Will Ukraine Ever Change?

Mikhail Palinchak/Ukrainian Presidential Press Service/Reuters
President Petro Poroshenko with soldiers in the Luhansk region of eastern Ukraine, April 2017

Denis Voronenkov, a former member of the Russian parliament, was walking out of the Premier Palace Hotel in Kiev on March 23 when he was killed in a hail of bullets. Ukrainian President Petro Poroshenko immediately blamed the Russian state for his murder. Voronenkov, a former supporter of Vladimir Putin’s war in Ukraine who was accused of corruption in Russia and then fled to Kiev last year, had been a controversial figure. After his defection, he was given Ukrainian citizenship, denounced Putin and his policies, and, perhaps crucially, testified against Viktor Yanukovych, Ukraine’s former president, who had fled to Russia when he was driven from power during the Maidan revolution of 2014.

Russian officials denied involvement in Voronenkov’s death, but made clear they had little sympathy for a man they regarded as a traitor. He was just one more casualty of Ukraine’s revolution and its continuing war with Russia.

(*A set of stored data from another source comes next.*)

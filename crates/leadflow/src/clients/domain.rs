use std::fmt;
use std::str::FromStr;

use rusqlite::types::{FromSql, FromSqlError, FromSqlResult, ToSql, ToSqlOutput, ValueRef};
use serde::{Deserialize, Serialize};
use uuid::Uuid;

/// Store-assigned client identifier.
#[derive(Debug, Clone, Copy, PartialEq, Eq, PartialOrd, Ord, Hash, Serialize, Deserialize)]
#[serde(transparent)]
pub struct ClientId(pub i64);

impl fmt::Display for ClientId {
    fn fmt(&self, f: &mut fmt::Formatter<'_>) -> fmt::Result {
        write!(f, "{}", self.0)
    }
}

/// Globally unique lead identifier, minted at assignment time.
#[derive(Debug, Clone, PartialEq, Eq, Hash, Serialize, Deserialize)]
#[serde(transparent)]
pub struct LeadId(pub String);

impl LeadId {
    pub fn generate() -> Self {
        Self(Uuid::new_v4().to_string())
    }
}

impl fmt::Display for LeadId {
    fn fmt(&self, f: &mut fmt::Formatter<'_>) -> fmt::Result {
        f.write_str(&self.0)
    }
}

/// Priority tier used as the primary ranking key.
#[derive(Debug, Clone, Copy, PartialEq, Eq, Hash, Serialize, Deserialize)]
#[serde(rename_all = "UPPERCASE")]
pub enum Priority {
    High,
    Medium,
    Low,
}

impl Priority {
    /// Ordinal weight; higher ranks first.
    pub fn weight(self) -> u8 {
        match self {
            Priority::High => 3,
            Priority::Medium => 2,
            Priority::Low => 1,
        }
    }

    pub fn as_str(self) -> &'static str {
        match self {
            Priority::High => "HIGH",
            Priority::Medium => "MEDIUM",
            Priority::Low => "LOW",
        }
    }
}

impl fmt::Display for Priority {
    fn fmt(&self, f: &mut fmt::Formatter<'_>) -> fmt::Result {
        f.write_str(self.as_str())
    }
}

#[derive(Debug, Clone, PartialEq, Eq, thiserror::Error)]
#[error("unknown priority '{0}', expected HIGH, MEDIUM or LOW")]
pub struct UnknownPriority(pub String);

impl FromStr for Priority {
    type Err = UnknownPriority;

    fn from_str(value: &str) -> Result<Self, Self::Err> {
        match value {
            "HIGH" => Ok(Priority::High),
            "MEDIUM" => Ok(Priority::Medium),
            "LOW" => Ok(Priority::Low),
            other => Err(UnknownPriority(other.to_string())),
        }
    }
}

impl ToSql for Priority {
    fn to_sql(&self) -> rusqlite::Result<ToSqlOutput<'_>> {
        Ok(ToSqlOutput::from(self.as_str()))
    }
}

impl FromSql for Priority {
    fn column_result(value: ValueRef<'_>) -> FromSqlResult<Self> {
        value
            .as_str()?
            .parse()
            .map_err(|err| FromSqlError::Other(Box::new(err)))
    }
}

/// A lead routed to exactly one client. Immutable once persisted.
#[derive(Debug, Clone, PartialEq, Eq, Serialize, Deserialize)]
pub struct Lead {
    pub lead_id: LeadId,
    pub client_id: ClientId,
    pub lead_start: String,
    pub lead_end: String,
}

impl Lead {
    pub fn new(lead_id: LeadId, client_id: ClientId, window: &LeadWindow) -> Self {
        Self {
            lead_id,
            client_id,
            lead_start: window.lead_start.clone(),
            lead_end: window.lead_end.clone(),
        }
    }
}

/// A client together with the leads it currently owns.
#[derive(Debug, Clone, PartialEq, Eq, Serialize, Deserialize)]
pub struct Client {
    pub id: ClientId,
    pub name: String,
    pub start_date: String,
    pub end_date: String,
    pub priority: Priority,
    pub lead_capacity: u32,
    pub leads: Vec<Lead>,
}

impl Client {
    /// Remaining lead slots; zero when the client is at or over capacity.
    pub fn spare_capacity(&self) -> u64 {
        u64::from(self.lead_capacity).saturating_sub(self.leads.len() as u64)
    }
}

/// Payload for registering a new client.
#[derive(Debug, Clone, PartialEq, Eq, Serialize, Deserialize)]
pub struct NewClient {
    pub name: String,
    pub start_date: String,
    pub end_date: String,
    pub priority: Priority,
    pub lead_capacity: u32,
}

/// Requested time window for a lead awaiting assignment.
#[derive(Debug, Clone, PartialEq, Eq, Serialize, Deserialize)]
pub struct LeadWindow {
    pub lead_start: String,
    pub lead_end: String,
}

impl LeadWindow {
    pub fn new(lead_start: impl Into<String>, lead_end: impl Into<String>) -> Self {
        Self {
            lead_start: lead_start.into(),
            lead_end: lead_end.into(),
        }
    }
}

Three years after the uprising in Kiev, Russia’s annexation of Crimea, and the beginning of the conflict in eastern Ukraine, much remains uncertain. Under Poroshenko, who has led the country since June 2014, the post-revolutionary government has done more than many at home or abroad give it credit for. Though his popularity has declined steadily, Poroshenko stabilized an economy in freefall, secured loans from the International Monetary Fund, prevented Russian-backed rebellions in vulnerable regions such as Odessa, and above all created a serious military force out of the weak and disorganized one he inherited. Russia, via its proxies, still controls parts of the east, but Ukraine’s soldiers have managed to stop them from taking more territory.

Meanwhile, closer relations with the European Union are beginning to yield rewards. On April 6, the European Parliament approved a bill that will allow Ukrainians to travel visa-free to Europe’s Schengen zone. If, this summer, Ukrainians do indeed begin to travel freely to most of Europe for the first time in their lives, that will be seen as a huge achievement of the revolution—and something to be envied by the ordinary citizens of Putin’s Russia.

Yet in other ways, the country has not moved on. Though the revolution was set off in part by disgust at the corruption and systematic abuses of power of the Yanukovych government, no senior officials from before or after the revolution have been tried for misusing funds or for the deaths of those shot during the revolt. In 2016, in Transparency International’s ranking of countries from least to most corrupt, Ukraine was tied with Russia in 131st place; it had hardly budged from the dismal position it occupied before the revolution. And now the Ukrainian authorities, led by Poroshenko, have begun a crackdown on anticorruption NGOs, calling into question how committed he and they are to deep and…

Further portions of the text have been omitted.